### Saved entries
▬▬▬▬▬▬▬▬▬▬

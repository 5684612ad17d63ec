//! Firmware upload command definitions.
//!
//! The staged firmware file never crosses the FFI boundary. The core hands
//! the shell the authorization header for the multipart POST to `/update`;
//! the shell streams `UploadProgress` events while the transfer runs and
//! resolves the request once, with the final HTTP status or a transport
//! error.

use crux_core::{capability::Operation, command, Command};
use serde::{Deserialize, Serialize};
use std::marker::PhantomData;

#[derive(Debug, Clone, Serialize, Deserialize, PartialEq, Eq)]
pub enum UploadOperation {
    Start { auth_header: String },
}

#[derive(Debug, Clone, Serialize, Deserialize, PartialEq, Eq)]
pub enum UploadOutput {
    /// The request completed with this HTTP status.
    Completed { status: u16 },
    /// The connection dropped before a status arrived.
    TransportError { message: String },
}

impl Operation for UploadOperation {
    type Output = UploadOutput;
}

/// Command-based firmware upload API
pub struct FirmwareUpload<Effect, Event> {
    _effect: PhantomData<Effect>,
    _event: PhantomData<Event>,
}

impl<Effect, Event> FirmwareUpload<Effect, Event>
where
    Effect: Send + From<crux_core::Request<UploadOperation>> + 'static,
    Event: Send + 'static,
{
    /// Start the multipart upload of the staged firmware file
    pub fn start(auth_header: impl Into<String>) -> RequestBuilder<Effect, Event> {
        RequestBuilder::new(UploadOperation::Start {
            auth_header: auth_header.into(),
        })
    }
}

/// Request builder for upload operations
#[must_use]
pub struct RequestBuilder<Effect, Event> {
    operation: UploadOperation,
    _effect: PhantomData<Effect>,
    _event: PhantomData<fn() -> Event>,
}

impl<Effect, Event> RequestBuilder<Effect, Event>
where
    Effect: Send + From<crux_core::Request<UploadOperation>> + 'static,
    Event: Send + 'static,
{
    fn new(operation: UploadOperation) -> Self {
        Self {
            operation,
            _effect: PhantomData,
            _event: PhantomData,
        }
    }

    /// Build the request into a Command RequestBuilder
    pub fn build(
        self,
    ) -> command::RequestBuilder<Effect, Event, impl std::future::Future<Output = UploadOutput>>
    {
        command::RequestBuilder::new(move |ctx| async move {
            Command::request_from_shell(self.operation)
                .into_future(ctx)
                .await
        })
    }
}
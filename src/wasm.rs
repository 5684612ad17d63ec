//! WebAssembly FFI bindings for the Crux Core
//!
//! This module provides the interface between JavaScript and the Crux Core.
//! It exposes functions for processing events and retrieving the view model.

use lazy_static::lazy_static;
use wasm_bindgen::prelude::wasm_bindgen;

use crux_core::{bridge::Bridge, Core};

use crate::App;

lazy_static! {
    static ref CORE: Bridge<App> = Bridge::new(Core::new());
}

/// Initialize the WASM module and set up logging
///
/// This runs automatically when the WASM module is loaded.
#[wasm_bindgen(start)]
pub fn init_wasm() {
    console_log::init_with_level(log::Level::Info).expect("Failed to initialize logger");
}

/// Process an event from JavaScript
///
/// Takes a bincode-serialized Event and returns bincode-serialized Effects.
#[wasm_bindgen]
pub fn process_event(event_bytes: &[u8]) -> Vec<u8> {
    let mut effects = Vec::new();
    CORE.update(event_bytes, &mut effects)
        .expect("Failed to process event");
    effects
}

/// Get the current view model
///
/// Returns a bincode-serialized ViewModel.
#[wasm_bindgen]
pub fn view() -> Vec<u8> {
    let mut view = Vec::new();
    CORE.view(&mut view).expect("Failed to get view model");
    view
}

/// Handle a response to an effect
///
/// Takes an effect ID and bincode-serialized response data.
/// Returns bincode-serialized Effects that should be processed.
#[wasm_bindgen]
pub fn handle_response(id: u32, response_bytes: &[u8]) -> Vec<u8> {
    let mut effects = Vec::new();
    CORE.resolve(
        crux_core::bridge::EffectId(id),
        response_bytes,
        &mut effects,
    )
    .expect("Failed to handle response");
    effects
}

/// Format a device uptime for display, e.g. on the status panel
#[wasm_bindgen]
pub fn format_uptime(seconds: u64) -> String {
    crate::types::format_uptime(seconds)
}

▬▬▬▬▬▬▬▬▬▬

### YOUR INSTRUCTIONS
None of the records may be left out; each is to be restated exactly.

### EXERCISE ANSWER
repository 5684612ad17d63ec
//! Firmware upload command definitions.
//!
//! The staged firmware file never crosses the FFI boundary. The core hands
//! the shell the authorization header for the multipart POST to `/update`;
//! the shell streams `UploadProgress` events while the transfer runs and
//! resolves the request once, with the final HTTP status or a transport
//! error.

use crux_core::{capability::Operation, command, Command};
use serde::{Deserialize, Serialize};
use std::marker::PhantomData;

#[derive(Debug, Clone, Serialize, Deserialize, PartialEq, Eq)]
pub enum UploadOperation {
    Start { auth_header: String },
}

#[derive(Debug, Clone, Serialize, Deserialize, PartialEq, Eq)]
pub enum UploadOutput {
    /// The request completed with this HTTP status.
    Completed { status: u16 },
    /// The connection dropped before a status arrived.
    TransportError { message: String },
}

impl Operation for UploadOperation {
    type Output = UploadOutput;
}

/// Command-based firmware upload API
pub struct FirmwareUpload<Effect, Event> {
    _effect: PhantomData<Effect>,
    _event: PhantomData<Event>,
}

impl<Effect, Event> FirmwareUpload<Effect, Event>
where
    Effect: Send + From<crux_core::Request<UploadOperation>> + 'static,
    Event: Send + 'static,
{
    /// Start the multipart upload of the staged firmware file
    pub fn start(auth_header: impl Into<String>) -> RequestBuilder<Effect, Event> {
        RequestBuilder::new(UploadOperation::Start {
            auth_header: auth_header.into(),
        })
    }
}

/// Request builder for upload operations
#[must_use]
pub struct RequestBuilder<Effect, Event> {
    operation: UploadOperation,
    _effect: PhantomData<Effect>,
    _event: PhantomData<fn() -> Event>,
}

impl<Effect, Event> RequestBuilder<Effect, Event>
where
    Effect: Send + From<crux_core::Request<UploadOperation>> + 'static,
    Event: Send + 'static,
{
    fn new(operation: UploadOperation) -> Self {
        Self {
            operation,
            _effect: PhantomData,
            _event: PhantomData,
        }
    }

    /// Build the request into a Command RequestBuilder
    pub fn build(
        self,
    ) -> command::RequestBuilder<Effect, Event, impl std::future::Future<Output = UploadOutput>>
    {
        command::RequestBuilder::new(move |ctx| async move {
            Command::request_from_shell(self.operation)
                .into_future(ctx)
                .await
        })
    }
}
filename src/wasm.rs
repository 5684612ad17d63ec
//! WebAssembly FFI bindings for the Crux Core
//!
//! This module provides the interface between JavaScript and the Crux Core.
//! It exposes functions for processing events and retrieving the view model.

use lazy_static::lazy_static;
use wasm_bindgen::prelude::wasm_bindgen;

use crux_core::{bridge::Bridge, Core};

use crate::App;

lazy_static! {
    static ref CORE: Bridge<App> = Bridge::new(Core::new());
}

/// Initialize the WASM module and set up logging
///
/// This runs automatically when the WASM module is loaded.
#[wasm_bindgen(start)]
pub fn init_wasm() {
    console_log::init_with_level(log::Level::Info).expect("Failed to initialize logger");
}

/// Process an event from JavaScript
///
/// Takes a bincode-serialized Event and returns bincode-serialized Effects.
#[wasm_bindgen]
pub fn process_event(event_bytes: &[u8]) -> Vec<u8> {
    let mut effects = Vec::new();
    CORE.update(event_bytes, &mut effects)
        .expect("Failed to process event");
    effects
}

/// Get the current view model
///
/// Returns a bincode-serialized ViewModel.
#[wasm_bindgen]
pub fn view() -> Vec<u8> {
    let mut view = Vec::new();
    CORE.view(&mut view).expect("Failed to get view model");
    view
}

/// Handle a response to an effect
///
/// Takes an effect ID and bincode-serialized response data.
/// Returns bincode-serialized Effects that should be processed.
#[wasm_bindgen]
pub fn handle_response(id: u32, response_bytes: &[u8]) -> Vec<u8> {
    let mut effects = Vec::new();
    CORE.resolve(
        crux_core::bridge::EffectId(id),
        response_bytes,
        &mut effects,
    )
    .expect("Failed to handle response");
    effects
}

/// Format a device uptime for display, e.g. on the status panel
#[wasm_bindgen]
pub fn format_uptime(seconds: u64) -> String {
    crate::types::format_uptime(seconds)
}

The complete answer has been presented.